-- EXERCISE DETAILS --
Once you have read the data below, please repeat all of it exactly.

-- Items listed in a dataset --
use common::ProductId;
use domain::DomainError;
use thiserror::Error;

/// Errors that can occur when interacting with the store.
#[derive(Debug, Error)]
pub enum StoreError {
    /// The addressed row does not exist.
    #[error("{entity} not found: {id}")]
    NotFound { entity: &'static str, id: String },

    /// A conditional stock update found too few units.
    #[error("Insufficient stock for product {product_id}: requested {requested}, available {available}")]
    InsufficientStock {
        product_id: ProductId,
        requested: i64,
        available: i32,
    },

    /// A conditional update found the row in a different state than expected.
    #[error("{entity} {id} is no longer in state {expected}")]
    StaleState {
        entity: &'static str,
        id: String,
        expected: String,
    },

    /// A uniqueness rule was violated (e.g. a second completed payment).
    #[error("Duplicate: {0}")]
    Duplicate(String),

    /// A failure injected through the in-memory adapter.
    #[error("Injected failure at {0}")]
    Injected(&'static str),

    /// A stored value could not be mapped back into the domain.
    #[error("Invalid stored data: {0}")]
    Decode(#[from] DomainError),

    /// A database error occurred.
    #[error("Database error: {0}")]
    Database(#[from] sqlx::Error),

    /// A database migration error occurred.
    #[error("Migration error: {0}")]
    Migration(#[from] sqlx::migrate::MigrateError),

    /// A serialization/deserialization error occurred.
    #[error("Serialization error: {0}")]
    Serialization(#[from] serde_json::Error),
}

impl StoreError {
    pub fn not_found(entity: &'static str, id: impl ToString) -> Self {
        StoreError::NotFound {
            entity,
            id: id.to_string(),
        }
    }

    pub fn stale(entity: &'static str, id: impl ToString, expected: impl ToString) -> Self {
        StoreError::StaleState {
            entity,
            id: id.to_string(),
            expected: expected.to_string(),
        }
    }
}

/// Result type for store operations.
pub type Result<T> = std::result::Result<T, StoreError>;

-- SOLUTION TO THIS TASK --
use common::ProductId;
use domain::DomainError;
use thiserror::Error;

/// Errors that can occur when interacting with the store.
#[derive(Debug, Error)]
pub enum StoreError {
    /// The addressed row does not exist.
    #[error("{entity} not found: {id}")]
    NotFound { entity: &'static str, id: String },

    /// A conditional stock update found too few units.
    #[error("Insufficient stock for product {product_id}: requested {requested}, available {available}")]
    InsufficientStock {
        product_id: ProductId,
        requested: i64,
        available: i32,
    },

    /// A conditional update found the row in a different state than expected.
    #[error("{entity} {id} is no longer in state {expected}")]
    StaleState {
        entity: &'static str,
        id: String,
        expected: String,
    },

    /// A uniqueness rule was violated (e.g. a second completed payment).
    #[error("Duplicate: {0}")]
    Duplicate(String),

    /// A failure injected through the in-memory adapter.
    #[error("Injected failure at {0}")]
    Injected(&'static str),

    /// A stored value could not be mapped back into the domain.
    #[error("Invalid stored data: {0}")]
    Decode(#[from] DomainError),

    /// A database error occurred.
    #[error("Database error: {0}")]
    Database(#[from] sqlx::Error),

    /// A database migration error occurred.
    #[error("Migration error: {0}")]
    Migration(#[from] sqlx::migrate::MigrateError),

    /// A serialization/deserialization error occurred.
    #[error("Serialization error: {0}")]
    Serialization(#[from] serde_json::Error),
}

impl StoreError {
    pub fn not_found(entity: &'static str, id: impl ToString) -> Self {
        StoreError::NotFound {
            entity,
            id: id.to_string(),
        }
    }

    pub fn stale(entity: &'static str, id: impl ToString, expected: impl ToString) -> Self {
        StoreError::StaleState {
            entity,
            id: id.to_string(),
            expected: expected.to_string(),
        }
    }
}

/// Result type for store operations.
pub type Result<T> = std::result::Result<T, StoreError>;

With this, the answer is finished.